- Campus quad: East
- Coordinates: 41°42′13″N 86°13′58″W﻿ / ﻿41.7035°N 86.2328°W
- Motto: Fortuna Audaces Iuvat (Latin)
- Motto in English: Fortune Favors the Brave
- Established: 2016
- Named for: Mary Hesburgh Flaherty
- Colors: Lavender and Navy
- Gender: Female
- Rector: Luz Hernandez
- Benefactor: Jay Flaherty '79
- Undergraduates: 226
- Chapel: Mary, Queen of Angels
- Mascot: FlaherBears
- Sports: Interhall Flag Football
- Charities: TBD
- Major events: Flaherty Fair (benefiting the Robinson Community Learning Center)
- Website: Home Page

= Flaherty Hall (University of Notre Dame) =

Residence hall at the University of Notre Dame

Flaherty Hall is one of the 33 Residence Halls on the campus of the University of Notre Dame and one of the 15 female dorms. It is located on East Quad, between Knott Hall and McCourtney Hall.

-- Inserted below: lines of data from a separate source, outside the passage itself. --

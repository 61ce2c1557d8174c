//! Authentication module for OAuth2 and credential management
//!
//! This module provides:
//! - Credential records, scope sets and their on-disk store
//! - OAuth client secrets loading
//! - PKCE code generation for the authorization-code flow
//! - A temporary local callback server
//! - `Authenticator`, which hands out scope-covering credentials

mod pkce;
mod credentials;
mod client_secrets;
mod callback_server;
mod authenticator;

pub use credentials::{Credential, CredentialStore, ScopeSet};
pub use client_secrets::{load_client_secrets, ClientSecrets};
pub use callback_server::{redirect_uri, AuthorizationResult, CallbackServer};
pub use authenticator::{AuthorizationFlow, Authenticator, OAuthFlow};

#[cfg(test)]
pub(crate) use authenticator::testing;
//! Content negotiation for provider-native document types

/// Prefix shared by all provider-native (not directly downloadable) types
const NATIVE_PREFIX: &str = "application/vnd.google-apps.";

/// Export used for native types missing from the table
const FALLBACK_EXPORT: &str = "text/plain";

/// Native type and the representation requested when reading it
pub const EXPORT_TABLE: &[(&str, &str)] = &[
    ("application/vnd.google-apps.document", "text/markdown"),
    ("application/vnd.google-apps.spreadsheet", "text/csv"),
    ("application/vnd.google-apps.presentation", "text/plain"),
    ("application/vnd.google-apps.drawing", "image/png"),
];

/// How a resource's bytes are fetched
#[derive(Debug, Clone, Copy, PartialEq, Eq)]
pub enum FetchPlan {
    /// Ask the provider to convert into this MIME type
    Export(&'static str),
    /// Download the stored bytes as-is
    Media,
}

pub fn export_target(native: &str) -> Option<&'static str> {
    EXPORT_TABLE.iter().find(|(from, _)| *from == native).map(|(_, to)| *to)
}

/// Pick the fetch path for a resource of type `mime_type`
pub fn plan_fetch(mime_type: &str) -> FetchPlan {
    match export_target(mime_type) {
        Some(target) => FetchPlan::Export(target),
        None if mime_type.starts_with(NATIVE_PREFIX) => FetchPlan::Export(FALLBACK_EXPORT),
        None => FetchPlan::Media,
    }
}
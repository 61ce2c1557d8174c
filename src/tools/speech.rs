//! Speech tool - text to speech via ElevenLabs, saved as an audio file

use std::path::PathBuf;
use async_trait::async_trait;
use chrono::Utc;
use reqwest::Client;
use serde_json::{json, Value};
use crate::config::{require_key, SpeechConfig};
use crate::gateway::error_for_status;
use crate::Result;
use super::{ParamKind, ParamSpec, Tool, ToolArgs};

pub const ELEVENLABS_API_BASE: &str = "https://api.elevenlabs.io";

pub struct SpeechTool {
    client: Client,
    base_url: String,
    settings: SpeechConfig,
    api_key: Option<String>,
}

impl SpeechTool {
    pub fn new(client: Client, settings: SpeechConfig, api_key: Option<String>) -> Self {
        Self {
            client,
            base_url: ELEVENLABS_API_BASE.to_string(),
            settings,
            api_key,
        }
    }

    pub fn with_base_url(mut self, base_url: impl Into<String>) -> Self {
        self.base_url = base_url.into();
        self
    }

    /// File extension implied by an output format such as `mp3_44100_128`
    fn extension(&self) -> &str {
        self.settings.output_format.split('_').next().filter(|s| !s.is_empty()).unwrap_or("mp3")
    }

    fn output_path(&self) -> PathBuf {
        let stamp = Utc::now().format("%Y%m%d-%H%M%S%.3f");
        self.settings.output_dir.join(format!("speech-{}.{}", stamp, self.extension()))
    }
}

#[async_trait]
impl Tool for SpeechTool {
    fn name(&self) -> &str { "get_voice_response" }
    fn description(&self) -> &str {
        "Synthesize speech for the given text and save it as an audio file"
    }

    fn parameters(&self) -> Vec<ParamSpec> {
        vec![ParamSpec::required("text", ParamKind::String, "Text to speak")]
    }

    async fn execute(&self, args: ToolArgs) -> Result<Value> {
        let api_key = require_key(&self.api_key, "ELEVENLABS_API_KEY")?;
        let text = args.str("text")?;

        let url = format!(
            "{}/v1/text-to-speech/{}",
            self.base_url.trim_end_matches('/'),
            self.settings.voice_id
        );
        let response = self.client
            .post(url)
            .query(&[("output_format", self.settings.output_format.as_str())])
            .header("xi-api-key", api_key)
            .json(&json!({
                "text": text,
                "model_id": self.settings.model_id,
            }))
            .send()
            .await?;
        let audio = error_for_status(response).await?.bytes().await?;

        tokio::fs::create_dir_all(&self.settings.output_dir).await?;
        let path = self.output_path();
        tokio::fs::write(&path, &audio).await?;
        tracing::info!("Wrote {} bytes of audio to {:?}", audio.len(), path);

        Ok(json!({
            "path": path.display().to_string(),
            "bytes": audio.len(),
        }))
    }
}
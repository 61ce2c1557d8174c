//! HTTP transport shared by the gateways and the plain API tools

use std::time::Duration;
use reqwest::{Client, RequestBuilder, Response, StatusCode};
use serde::de::DeserializeOwned;
use serde::Serialize;
use serde_json::Value;
use crate::auth::Credential;
use crate::Result;
use crate::error::Error;

/// Build a client whose every request is bounded by `timeout`
pub fn build_client(timeout: Duration) -> Result<Client> {
    Client::builder()
        .timeout(timeout)
        .user_agent(concat!("toolgate/", env!("CARGO_PKG_VERSION")))
        .build()
        .map_err(|e| Error::Config(format!("Failed to create HTTP client: {}", e)))
}

/// Map non-success statuses onto the error taxonomy
pub async fn error_for_status(response: Response) -> Result<Response> {
    let status = response.status();
    if status.is_success() {
        return Ok(response);
    }

    let body = response.text().await.unwrap_or_default();
    let detail = provider_detail(&body).unwrap_or_else(|| {
        if body.trim().is_empty() {
            status.canonical_reason().unwrap_or("request failed").to_string()
        } else {
            body.trim().to_string()
        }
    });

    Err(match status {
        StatusCode::UNAUTHORIZED => Error::CredentialRejected(detail),
        StatusCode::FORBIDDEN => Error::Authorization(detail),
        StatusCode::NOT_FOUND => Error::NotFound(detail),
        _ => Error::Remote { status: status.as_u16(), detail },
    })
}

/// Pull the human-readable message out of a JSON error body
fn provider_detail(body: &str) -> Option<String> {
    let value: Value = serde_json::from_str(body).ok()?;
    let error = value.get("error")?;
    match error {
        Value::String(s) => Some(s.clone()),
        Value::Object(obj) => obj.get("message").and_then(|m| m.as_str()).map(str::to_string),
        _ => None,
    }
}

/// Bearer-authenticated access to one API base URL
#[derive(Clone)]
pub struct HttpTransport {
    client: Client,
    base_url: String,
}

impl HttpTransport {
    pub fn new(base_url: impl Into<String>, timeout: Duration) -> Result<Self> {
        Ok(Self {
            client: build_client(timeout)?,
            base_url: base_url.into().trim_end_matches('/').to_string(),
        })
    }

    fn url(&self, path: &str) -> String {
        format!("{}/{}", self.base_url, path.trim_start_matches('/'))
    }

    async fn send(&self, request: RequestBuilder, credential: &Credential) -> Result<Response> {
        let response = request.bearer_auth(&credential.access_token).send().await?;
        error_for_status(response).await
    }

    pub async fn get_json<T: DeserializeOwned>(&self, credential: &Credential, path: &str, query: &[(&str, String)]) -> Result<T> {
        tracing::debug!("GET {}", path);
        let response = self.send(self.client.get(self.url(path)).query(query), credential).await?;
        Ok(response.json().await?)
    }

    /// Fetch raw bytes, along with the content type the server reported
    pub async fn get_bytes(&self, credential: &Credential, path: &str, query: &[(&str, String)]) -> Result<(Vec<u8>, Option<String>)> {
        tracing::debug!("GET {} (bytes)", path);
        let response = self.send(self.client.get(self.url(path)).query(query), credential).await?;
        let content_type = response
            .headers()
            .get(reqwest::header::CONTENT_TYPE)
            .and_then(|v| v.to_str().ok())
            .map(str::to_string);
        let bytes = response.bytes().await?;
        Ok((bytes.to_vec(), content_type))
    }

    pub async fn post_json<B: Serialize + ?Sized, T: DeserializeOwned>(&self, credential: &Credential, path: &str, body: &B) -> Result<T> {
        tracing::debug!("POST {}", path);
        let response = self.send(self.client.post(self.url(path)).json(body), credential).await?;
        Ok(response.json().await?)
    }

    /// POST without a body, for action endpoints such as trash
    pub async fn post_empty<T: DeserializeOwned>(&self, credential: &Credential, path: &str) -> Result<T> {
        tracing::debug!("POST {}", path);
        let request = self.client.post(self.url(path)).header(reqwest::header::CONTENT_LENGTH, 0);
        let response = self.send(request, credential).await?;
        Ok(response.json().await?)
    }
}
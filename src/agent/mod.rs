//! Agent module - agent shells and the built-in catalog.
//!
//! An [`AgentShell`] is an immutable record binding a model identifier and an
//! instruction to an ordered set of tools. It has no reasoning loop of its
//! own: the orchestration engine reads the manifest, decides which tool to
//! call and hands the call back through [`AgentShell::invoke`].
//!
//! Tools come in two forms:
//! - in-process tools registered in the shell's [`ToolRegistry`]
//! - subprocess tool servers, declared as [`ToolsetSpec`]s for the engine to spawn

pub mod catalog;

pub use catalog::{build, AgentInfo, AGENTS};

use std::collections::BTreeMap;
use serde::{Serialize, Serializer};
use serde_json::{json, Value};
use crate::tools::{ToolDefinition, ToolOutcome, ToolRegistry};

/// A tool server the orchestration engine launches as a child process
#[derive(Debug, Clone, PartialEq, Serialize)]
#[serde(tag = "transport", rename_all = "lowercase")]
pub enum ToolsetSpec {
    Stdio {
        command: String,
        args: Vec<String>,
        /// Extra environment for the child; values are redacted when serialized
        #[serde(serialize_with = "redact_env")]
        env: BTreeMap<String, String>,
    },
}

impl ToolsetSpec {
    /// `npx -y <package> [extra args]`
    pub fn npx(package: &str, extra_args: &[String]) -> Self {
        let mut args = vec!["-y".to_string(), package.to_string()];
        args.extend(extra_args.iter().cloned());
        ToolsetSpec::Stdio {
            command: "npx".to_string(),
            args,
            env: BTreeMap::new(),
        }
    }

    pub fn with_env(mut self, key: &str, value: &str) -> Self {
        match &mut self {
            ToolsetSpec::Stdio { env, .. } => {
                env.insert(key.to_string(), value.to_string());
            }
        }
        self
    }
}

fn redact_env<S: Serializer>(env: &BTreeMap<String, String>, serializer: S) -> std::result::Result<S::Ok, S::Error> {
    let redacted: BTreeMap<&str, &str> = env.keys().map(|k| (k.as_str(), "<redacted>")).collect();
    redacted.serialize(serializer)
}

/// Immutable agent configuration
pub struct AgentShell {
    name: String,
    model: String,
    description: String,
    instruction: String,
    tools: ToolRegistry,
    toolsets: Vec<ToolsetSpec>,
}

impl AgentShell {
    pub fn new(
        name: impl Into<String>,
        model: impl Into<String>,
        description: impl Into<String>,
        instruction: impl Into<String>,
    ) -> Self {
        Self {
            name: name.into(),
            model: model.into(),
            description: description.into(),
            instruction: instruction.into(),
            tools: ToolRegistry::new(),
            toolsets: Vec::new(),
        }
    }

    pub fn with_tools(mut self, tools: ToolRegistry) -> Self {
        self.tools = tools;
        self
    }

    pub fn with_toolset(mut self, toolset: ToolsetSpec) -> Self {
        self.toolsets.push(toolset);
        self
    }

    pub fn name(&self) -> &str {
        &self.name
    }

    pub fn model(&self) -> &str {
        &self.model
    }

    pub fn description(&self) -> &str {
        &self.description
    }

    pub fn instruction(&self) -> &str {
        &self.instruction
    }

    pub fn tools(&self) -> &ToolRegistry {
        &self.tools
    }

    pub fn toolsets(&self) -> &[ToolsetSpec] {
        &self.toolsets
    }

    pub fn tool_definitions(&self) -> Vec<ToolDefinition> {
        self.tools.definitions()
    }

    /// Dispatch one tool call made by the orchestration engine
    pub async fn invoke(&self, tool: &str, args: Value) -> ToolOutcome {
        tracing::debug!("{} invoking {}", self.name, tool);
        self.tools.invoke(tool, args).await
    }

    /// Everything the orchestration engine needs to run this agent
    pub fn manifest(&self) -> Value {
        json!({
            "name": self.name,
            "model": self.model,
            "description": self.description,
            "instruction": self.instruction,
            "tools": self.tool_definitions(),
            "toolsets": self.toolsets,
        })
    }
}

Built in 2016 together with its twin dorm Dunne Hall, it was the first dorm built since Ryan Hall in 2009. The coat of arms is taken from the Flaherty family, with the bears (the hall mascot) replacing the Flaherty dragons.

==History==
Built in 2015–2016, it opened for the Fall 2016 semester.
It was constructed with 20 million dollars donated by Jay Flaherty, a 1979 graduate of Notre Dame and a member of the university's board of trustees.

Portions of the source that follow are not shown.